As a general rule, yes, but some machines are much more likely to scalp than other brands.  The homeowner type machines are not very well engineered to keep the scalping to minimum.  The commercial machines, even with a 61 inch deck, have outboard rollers, center support rollers, and rear follower rollers to help keep the bare look to a minimum.

A well setup Scag with a 61 inch Velocity deck will not scalp nearly as badly as a 48 inch homeowner Husky machine.


----------



## ugajay (Feb 18, 2020)

NE GA Pappy said:


> As a general rule, yes, but some machines are much more likely to scalp than other brands.  The homeowner type machines are not very well engineered to keep the scalping to minimum.  The commercial machines, even with a 61 inch deck, have outboard rollers, center support rollers, and rear follower rollers to help keep the bare look to a minimum.
> 
> A well setup Scag with a 61 inch Velocity deck will not scalp nearly as badly as a 48 inch homeowner Husky machine.


Agree 100%. Was thinking about his price range of around 3k


----------



## Rebel 3 (Feb 18, 2020)

I would stay away from the hydro gear.  The first of my hustlers has 3400 hydrogears.  Mine have been bad about leaking.  Only problem I have had with the mower other than bearing in first 800 hrs. Have replaced seals twice in both hydrogears.  Plus hydrogears are a lot more expensive than the Parker integrated units in newer hustlers.  I like my Parker units a lot better, and they are less maintenance.


----------



## MOTS (Feb 18, 2020)

I've heard great things about the Parker units from people who make their living on a mower. But can you find one with a 3000.00 budget?


----------



## NE GA Pappy (Feb 18, 2020)

MOTS said:


> I've heard great things about the Parker units from people who make their living on a mower. But can you find one with a 3000.00 budget?



not a new one, and he says he doesn't want to buy used.
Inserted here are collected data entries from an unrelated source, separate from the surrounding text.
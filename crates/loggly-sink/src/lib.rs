// Copyright 2023-Present Datadog, Inc. https://www.datadoghq.com/
// SPDX-License-Identifier: Apache-2.0

//! # Loggly Sink
//!
//! Buffers structured log entries in memory and ships them in batches to a
//! Loggly bulk endpoint as newline-delimited JSON.
//!
//! ## Architecture
//!
//! - [`serializer`]: log entries to NDJSON with a fixed field order
//! - [`delivery`]: bulk HTTP requests and response classification
//! - [`buffer`]: in-memory buffer with interval and count triggered publishing
//! - [`sink`]: lifecycle of a sink (push, flush, completion and disposal)
//!
//! ```no_run
//! use loggly_sink::{EventLevel, LogEntry, LogglySink, SinkConfig};
//!
//! # async fn run() -> Result<(), loggly_sink::SinkError> {
//! let config = SinkConfig::new("web-01", "https://logs-01.loggly.com", "customer-token");
//! let sink = LogglySink::new(config)?;
//!
//! sink.push(LogEntry::new(1, EventLevel::Informational, "Request served"));
//! sink.on_completed().await?;
//! # Ok(())
//! # }
//! ```

#![deny(clippy::all)]
#![deny(clippy::pedantic)]
#![deny(clippy::unwrap_used)]
#![deny(unused_extern_crates)]
#![deny(unused_allocation)]
#![deny(unused_assignments)]
#![deny(unused_comparisons)]
#![deny(unreachable_pub)]
#![allow(missing_docs)]
#![allow(clippy::missing_errors_doc)]
#![allow(clippy::needless_pass_by_value)]
#![allow(clippy::module_name_repetitions)]

/// Buffering and scheduled publishing of entries
pub mod buffer;

/// Sink configuration, defaults and environment variables
pub mod config;

/// Bulk endpoint requests and response classification
pub mod delivery;

/// Reporting of faults that cannot be returned to a caller
pub mod diagnostics;

/// Log entry model
pub mod entry;

pub mod error;

/// HTTP client construction
pub mod http;

/// Tracing setup and log line format
pub mod logger;

/// NDJSON serialization of log entries
pub mod serializer;

/// Sink lifecycle
pub mod sink;

pub use config::SinkConfig;
pub use diagnostics::{DiagnosticSink, TracingDiagnostics};
pub use entry::{EventLevel, LogEntry};
pub use error::SinkError;
pub use sink::{LogglySink, SinkState, TerminalSignal};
FWIW.... either go buy a mower that will last you 25 years and lay out the $$$$ for it, or just hire it done for you.  I wouldn't spend 3 or 4K and in a few years be upset because that mower wasn't all you expected it to be

Paying 8k for a mower that will last 20 or 25 years is a lot cheaper than 3500 for a mower you are going to have to replace in 4 or 5 years


----------



## ScLowCountry (Feb 18, 2020)

My dad has an ex mark.    The mower is ******


----------



## nickel back (Feb 19, 2020)

NE GA Pappy said:


> not a new one, and he says he doesn't want to buy used.
> 
> FWIW.... either go buy a mower that will last you 25 years and lay out the $$$$ for it, or just hire it done for you.  I wouldn't spend 3 or 4K and in a few years be upset because that mower wasn't all you expected it to be
> 
> Paying 8k for a mower that will last 20 or 25 years is a lot cheaper than 3500 for a mower you are going to have to replace in 4 or 5 years



I understand what your saying. I have friends that have had their zero turns for 8+ years, Toro seams to make a good zero turn. The Husqvarna Z248F has the Kawasaki FR engine and after looking at the higher end mowers a lot of them have the same engine. The Husqvarna also has a 10-gauge fab steel deck not stamped. 
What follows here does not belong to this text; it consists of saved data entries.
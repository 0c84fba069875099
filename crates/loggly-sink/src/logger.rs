// Copyright 2023-Present Datadog, Inc. https://www.datadoghq.com/
// SPDX-License-Identifier: Apache-2.0

//! Tracing setup for processes embedding the sink.
//!
//! Log lines are prefixed so the sink's own output is easy to tell apart from
//! the entries it ships:
//!
//! ```text
//! LOGGLY_SINK | INFO | publisher{id="LogglySink (web-01)"}: LOGGLY | Flushed 3 entries
//! ```

use std::fmt;
use tracing_core::{Event, Subscriber};
use tracing_subscriber::fmt::{
    format::{self, FormatEvent, FormatFields},
    FmtContext, FormattedFields,
};
use tracing_subscriber::registry::LookupSpan;
use tracing_subscriber::EnvFilter;

#[derive(Debug, Clone, Copy)]
pub struct Formatter;

impl<S, N> FormatEvent<S, N> for Formatter
where
    S: Subscriber + for<'a> LookupSpan<'a>,
    N: for<'a> FormatFields<'a> + 'static,
{
    fn format_event(
        &self,
        ctx: &FmtContext<'_, S, N>,
        mut writer: format::Writer<'_>,
        event: &Event<'_>,
    ) -> fmt::Result {
        let metadata = event.metadata();
        write!(&mut writer, "LOGGLY_SINK | {} | ", metadata.level())?;

        if let Some(scope) = ctx.event_scope() {
            for span in scope.from_root() {
                write!(writer, "{}", span.name())?;

                let ext = span.extensions();
                if let Some(fields) = ext.get::<FormattedFields<N>>() {
                    if !fields.is_empty() {
                        write!(writer, "{{{fields}}}")?;
                    }
                }
                write!(writer, ": ")?;
            }
        }

        ctx.field_format().format_fields(writer.by_ref(), event)?;
        writeln!(writer)
    }
}

/// Installs a global subscriber using [`Formatter`].
///
/// `RUST_LOG` takes precedence over `log_level` when set. Returns an error if
/// a global subscriber is already installed.
pub fn init(log_level: &str) -> Result<(), Box<dyn std::error::Error + Send + Sync>> {
    let env_filter = EnvFilter::try_from_default_env()
        .or_else(|_| EnvFilter::try_new(log_level))?;

    let subscriber = tracing_subscriber::fmt::Subscriber::builder()
        .event_format(Formatter)
        .with_env_filter(env_filter)
        .with_writer(std::io::stderr)
        .finish();

    tracing::subscriber::set_global_default(subscriber)?;
    Ok(())
}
With that said I like the Gravely mowers a lot, still doing my homework before I buy.

 I have found some Gravely mowers with the  Kawasaki FX engine and Hydro-Gear® ZT-3400 drive but I think they run around 6K and up


----------



## nickel back (Feb 19, 2020)

NE GA Pappy said:


> As a general rule, yes, but some machines are much more likely to scalp than other brands.  The homeowner type machines are not very well engineered to keep the scalping to minimum.  The commercial machines, even with a 61 inch deck, have outboard rollers, center support rollers, and rear follower rollers to help keep the bare look to a minimum.
> 
> A well setup Scag with a 61 inch Velocity deck will not scalp nearly as badly as a 48 inch homeowner Husky machine.
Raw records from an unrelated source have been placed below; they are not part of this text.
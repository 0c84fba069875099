// Copyright 2023-Present Datadog, Inc. https://www.datadoghq.com/
// SPDX-License-Identifier: Apache-2.0

//! Self-diagnostics for faults the sink cannot surface to the producer.

use std::fmt::Debug;
use tracing::error;

/// Receives descriptions of internal faults. Implementations must not fail or block.
pub trait DiagnosticSink: Send + Sync + Debug {
    fn report_fault(&self, message: &str);
}

/// Reports faults as `tracing` error events.
#[derive(Debug, Clone, Copy, Default)]
pub struct TracingDiagnostics;

impl DiagnosticSink for TracingDiagnostics {
    fn report_fault(&self, message: &str) {
        error!("LOGGLY | Unhandled sink fault: {message}");
    }
}

#[cfg(test)]
mod tests {
    use super::*;
    use tracing_test::traced_test;

    #[test]
    #[traced_test]
    fn test_tracing_diagnostics_emits_error() {
        TracingDiagnostics.report_fault("Discarded message:3 Server error:bad format");
        assert!(logs_contain("Unhandled sink fault"));
        assert!(logs_contain("bad format"));
    }
}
the Husqvarna Z248F has the 3 rollers in front of the deck just none in the back.


----------



## Doghunter11 (Feb 19, 2020)

You can buy a new scag commercial grade walk behind mower for around 6,000 with the ride on attachment. Not quite as nice as a zero turn but there not bad on a smaller yard.


----------



## John Cooper (Feb 19, 2020)

Don't rule out the Kubota zero turns either. We bought a commercial grade, but they also have residential too. You can also get 0 down and 0% interest and the warranty runs for the whole finance term.


----------



## nickel back (Feb 19, 2020)

John Cooper said:


> Don't rule out the Kubota zero turns either. We bought a commercial grade, but they also have residential too. You can also get 0 down and 0% interest and the warranty runs for the whole finance term.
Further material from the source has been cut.